Again, we see something unexpected – most of the keywords are actually URLs or nonsensical phrases (or both). As you might suspect, this is another form of spam. Other website promoters are utilizing another hack – this one tricks Google Analytics into recording a search session, with the keyword being a message or URL the promoter wants to display. Looking at the full list, the only genuine search traffic appears be the records for which keywords are not provided[1]. Chart 5 shows search traffic with the spam excluded.

Chart 5 – Search Traffic – Spam Removed


With the spam removed, we see something a little bit more positive. After essentially nothing from March through July, we see a spike in activity in August and September, before falling back to a new baseline of around 5-10 sessions per week.

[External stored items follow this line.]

#[cfg(test)]
mod tests {
    use super::*;
    use crate::error::ErrorKind;

    #[test]
    fn test_command_ids_use_protocol_names() {
        let line = CommandRecord::bare(Command::UiRunOk).to_line().unwrap();
        assert_eq!(line, r#"{"command":"UI_RUN_OK","value":null}"#);
        let record = CommandRecord::parse(r#"{"command":"VIEWMODE_WIREFRAME"}"#).unwrap();
        assert_eq!(record, CommandRecord::bare(Command::ViewmodeWireframe));
        let record = CommandRecord::parse(r#"{"command":"CLEAR_RENDERTARGET_LIST"}"#).unwrap();
        assert_eq!(record.command, Command::ClearRendertargetList);
    }

    #[test]
    fn test_payloads_are_typed_at_the_boundary() {
        let record = CommandRecord::parse(r#"{"command":"CHANGE_RESOLUTION","value":[640,480,false]}"#).unwrap();
        assert_eq!(
            record.payload,
            CommandPayload::Resolution {
                width: 640,
                height: 480,
                fullscreen: false
            }
        );
        let record = CommandRecord::parse(r#"{"command":"VIEW_RENDERTARGET","value":[3,"HDR"]}"#).unwrap();
        assert_eq!(
            record.payload,
            CommandPayload::RenderTarget {
                index: 3,
                name: "HDR".into()
            }
        );
        let record = CommandRecord::parse(
            r#"{"command":"SET_OBJECT_ATTRIBUTE","value":["ocean","Ocean","wind",7.5,null,0]}"#,
        )
        .unwrap();
        let CommandPayload::SetAttribute(edit) = record.payload else {
            panic!("expected an attribute edit");
        };
        assert_eq!(edit.target.type_name, "Ocean");
        assert_eq!(edit.value, json!(7.5));
    }

    #[test]
    fn test_malformed_payload_is_external() {
        let err = CommandRecord::parse(r#"{"command":"SET_ANTIALIASING","value":"taa"}"#).unwrap_err();
        assert!(matches!(err, RenderError::Command(_)));
        assert_eq!(err.kind(), ErrorKind::External);
        let err = CommandRecord::parse(r#"{"command":"NOT_A_COMMAND"}"#).unwrap_err();
        assert_eq!(err.kind(), ErrorKind::External);
    }

    #[test]
    fn test_wire_form_survives_the_queue() {
        let (sender, receiver) = command_queue(4);
        let record = CommandRecord::new(
            Command::SetResourceAttribute,
            CommandPayload::SetAttribute(AttributeEdit {
                target: ObjectKey {
                    name: "default".into(),
                    type_name: "MaterialInstance".into(),
                },
                attribute: "roughness".into(),
                value: json!("0.25"),
                parent_info: Value::Null,
                index: 0,
            }),
        );
        sender.send(record.clone()).unwrap();
        let received: Vec<_> = receiver.drain().collect();
        assert_eq!(received, vec![record.clone()]);
        let reparsed = CommandRecord::parse(&record.to_line().unwrap()).unwrap();
        assert_eq!(reparsed, record);
    }

    #[test]
    fn test_full_queue_drops_without_blocking() {
        let (sender, receiver) = command_queue(2);
        assert!(sender.try_send(CommandRecord::bare(Command::Play)).unwrap());
        assert!(sender.try_send(CommandRecord::bare(Command::Stop)).unwrap());
        assert!(!sender.try_send(CommandRecord::bare(Command::CloseApp)).unwrap());
        assert_eq!(receiver.len(), 2);
        drop(receiver);
        assert!(sender.send(CommandRecord::bare(Command::Play)).is_err());
    }

    #[test]
    fn test_object_attributes_check_their_object() {
        let position = ObjectAttribute::parse(ObjectKind::Actor, "position", &json!([1, 2, 3])).unwrap();
        assert_eq!(position, ObjectAttribute::Position(Vec3::new(1.0, 2.0, 3.0)));
        let color = ObjectAttribute::parse(ObjectKind::MainLight, "light_color", &json!("1 0.5 0")).unwrap();
        assert_eq!(color, ObjectAttribute::LightColor(Vec4::new(1.0, 0.5, 0.0, 1.0)));
        assert!(ObjectAttribute::parse(ObjectKind::Camera, "cast_shadow", &json!(true)).is_err());
        let wind = ObjectAttribute::parse(ObjectKind::Ocean, "wind", &json!(7.5)).unwrap();
        assert_eq!(wind, ObjectAttribute::Ocean(OceanAttribute::Wind(7.5)));
        assert_eq!(wind.value(), json!(7.5));
        let err = ObjectAttribute::parse(ObjectKind::Camera, "fov", &json!("wide")).unwrap_err();
        assert_eq!(err.kind(), ErrorKind::Recoverable);
    }

    #[test]
    fn test_resource_attribute_names() {
        assert_eq!(
            ResourceAttribute::parse("shader", &json!("default")).unwrap(),
            ResourceAttribute::Shader("default".into())
        );
        assert_eq!(
            ResourceAttribute::parse("macro.TRANSPARENT_MATERIAL", &json!(1)).unwrap(),
            ResourceAttribute::Macro {
                name: "TRANSPARENT_MATERIAL".into(),
                value: Some("1".into())
            }
        );
        assert_eq!(
            ResourceAttribute::parse("albedo", &json!([1, 0, 0, 1])).unwrap(),
            ResourceAttribute::Uniform {
                name: "albedo".into(),
                value: "1,0,0,1".into()
            }
        );
    }
}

Although this is obviously still miniscule, it does suggest that the website is starting to show up regularly in people’s searches.

Referring back to the total sessions over time, Chart 6 shows how removing the spam search impacts our overall number of sessions chart.

Chart 6 – All Traffic Excluding Referrals and Spam Search

Social Traffic and the Reddit Effect

As was shown in Table 1, one of the two main sources of (real) traffic for the website is social media.

Social media provides a real bonus for people who are starting from zero. Most people now have large social networks they can utilize, allowing them to get their content in front of a lot of people from a very early stage. That said, there is a line and spamming your friends with content continuously is more likely to get you muted than generate additional traffic.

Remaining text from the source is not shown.